--- What the exercise asks ---
Where the line with "pub fn resize_to_width(data: &[u8], width: u32)" appears below, start writing out lines exactly, and finish with the line with "let mut buffer = Vec::new();", which is included; write out nothing else.

Stored data
********************
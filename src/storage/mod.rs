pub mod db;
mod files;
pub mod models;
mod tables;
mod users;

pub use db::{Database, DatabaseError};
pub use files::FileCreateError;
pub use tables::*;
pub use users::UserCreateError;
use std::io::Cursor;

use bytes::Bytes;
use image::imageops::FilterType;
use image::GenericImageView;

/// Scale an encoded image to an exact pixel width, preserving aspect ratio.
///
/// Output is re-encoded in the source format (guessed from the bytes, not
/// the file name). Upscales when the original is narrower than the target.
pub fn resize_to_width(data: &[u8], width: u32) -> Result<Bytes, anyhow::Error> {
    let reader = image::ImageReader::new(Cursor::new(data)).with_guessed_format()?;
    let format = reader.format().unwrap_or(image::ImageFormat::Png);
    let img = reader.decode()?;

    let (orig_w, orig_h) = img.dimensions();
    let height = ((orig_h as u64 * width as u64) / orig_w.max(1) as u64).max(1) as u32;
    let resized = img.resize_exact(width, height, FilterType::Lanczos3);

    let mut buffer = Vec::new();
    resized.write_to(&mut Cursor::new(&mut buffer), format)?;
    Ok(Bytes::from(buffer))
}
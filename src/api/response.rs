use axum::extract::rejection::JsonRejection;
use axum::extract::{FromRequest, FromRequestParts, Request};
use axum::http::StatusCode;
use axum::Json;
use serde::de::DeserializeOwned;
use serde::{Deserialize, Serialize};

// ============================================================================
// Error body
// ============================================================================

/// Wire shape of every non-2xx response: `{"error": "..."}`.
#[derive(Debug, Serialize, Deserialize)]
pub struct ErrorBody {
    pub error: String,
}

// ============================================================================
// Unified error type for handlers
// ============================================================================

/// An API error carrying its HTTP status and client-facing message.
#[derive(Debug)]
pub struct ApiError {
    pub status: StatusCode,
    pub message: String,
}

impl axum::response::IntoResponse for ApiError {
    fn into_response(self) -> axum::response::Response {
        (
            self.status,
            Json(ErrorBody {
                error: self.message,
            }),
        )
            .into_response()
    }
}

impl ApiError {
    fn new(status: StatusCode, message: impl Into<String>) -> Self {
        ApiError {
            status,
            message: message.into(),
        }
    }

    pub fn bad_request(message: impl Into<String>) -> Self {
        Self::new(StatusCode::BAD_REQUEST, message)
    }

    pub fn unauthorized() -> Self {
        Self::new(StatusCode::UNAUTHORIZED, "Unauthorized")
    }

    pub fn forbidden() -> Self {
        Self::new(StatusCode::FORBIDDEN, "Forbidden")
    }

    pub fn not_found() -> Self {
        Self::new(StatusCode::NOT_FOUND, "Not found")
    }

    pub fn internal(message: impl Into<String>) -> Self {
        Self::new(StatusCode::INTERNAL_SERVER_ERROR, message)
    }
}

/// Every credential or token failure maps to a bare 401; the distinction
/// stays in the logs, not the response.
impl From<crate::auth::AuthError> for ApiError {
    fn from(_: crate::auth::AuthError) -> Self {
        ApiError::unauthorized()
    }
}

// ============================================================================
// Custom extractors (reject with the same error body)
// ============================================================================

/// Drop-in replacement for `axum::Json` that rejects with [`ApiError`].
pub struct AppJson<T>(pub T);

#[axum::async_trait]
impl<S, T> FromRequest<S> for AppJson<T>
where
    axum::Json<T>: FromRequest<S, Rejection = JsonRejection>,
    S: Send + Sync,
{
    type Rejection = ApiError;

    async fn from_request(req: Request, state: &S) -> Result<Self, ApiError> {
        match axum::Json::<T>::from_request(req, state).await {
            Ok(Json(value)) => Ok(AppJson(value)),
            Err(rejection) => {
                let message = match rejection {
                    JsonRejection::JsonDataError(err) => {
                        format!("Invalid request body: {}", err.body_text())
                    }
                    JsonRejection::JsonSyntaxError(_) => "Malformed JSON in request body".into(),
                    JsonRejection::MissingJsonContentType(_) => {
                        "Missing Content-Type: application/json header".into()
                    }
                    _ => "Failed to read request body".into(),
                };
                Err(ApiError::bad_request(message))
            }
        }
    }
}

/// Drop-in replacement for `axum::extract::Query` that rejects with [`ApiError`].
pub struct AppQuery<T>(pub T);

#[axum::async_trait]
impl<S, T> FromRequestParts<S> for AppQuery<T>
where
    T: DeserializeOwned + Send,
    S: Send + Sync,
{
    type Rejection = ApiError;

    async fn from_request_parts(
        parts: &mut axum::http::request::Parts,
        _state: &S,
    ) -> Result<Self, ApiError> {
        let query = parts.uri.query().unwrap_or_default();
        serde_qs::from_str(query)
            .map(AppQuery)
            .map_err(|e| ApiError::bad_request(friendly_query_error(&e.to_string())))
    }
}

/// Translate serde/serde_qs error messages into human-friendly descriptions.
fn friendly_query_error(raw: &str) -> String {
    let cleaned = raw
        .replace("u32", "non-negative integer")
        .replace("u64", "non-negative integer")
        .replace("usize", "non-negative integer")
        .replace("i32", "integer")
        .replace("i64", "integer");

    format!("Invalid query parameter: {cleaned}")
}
********************
--- Completed task ---
pub fn resize_to_width(data: &[u8], width: u32) -> Result<Bytes, anyhow::Error> {
    let reader = image::ImageReader::new(Cursor::new(data)).with_guessed_format()?;
    let format = reader.format().unwrap_or(image::ImageFormat::Png);
    let img = reader.decode()?;

    let (orig_w, orig_h) = img.dimensions();
    let height = ((orig_h as u64 * width as u64) / orig_w.max(1) as u64).max(1) as u32;
    let resized = img.resize_exact(width, height, FilterType::Lanczos3);

    let mut buffer = Vec::new();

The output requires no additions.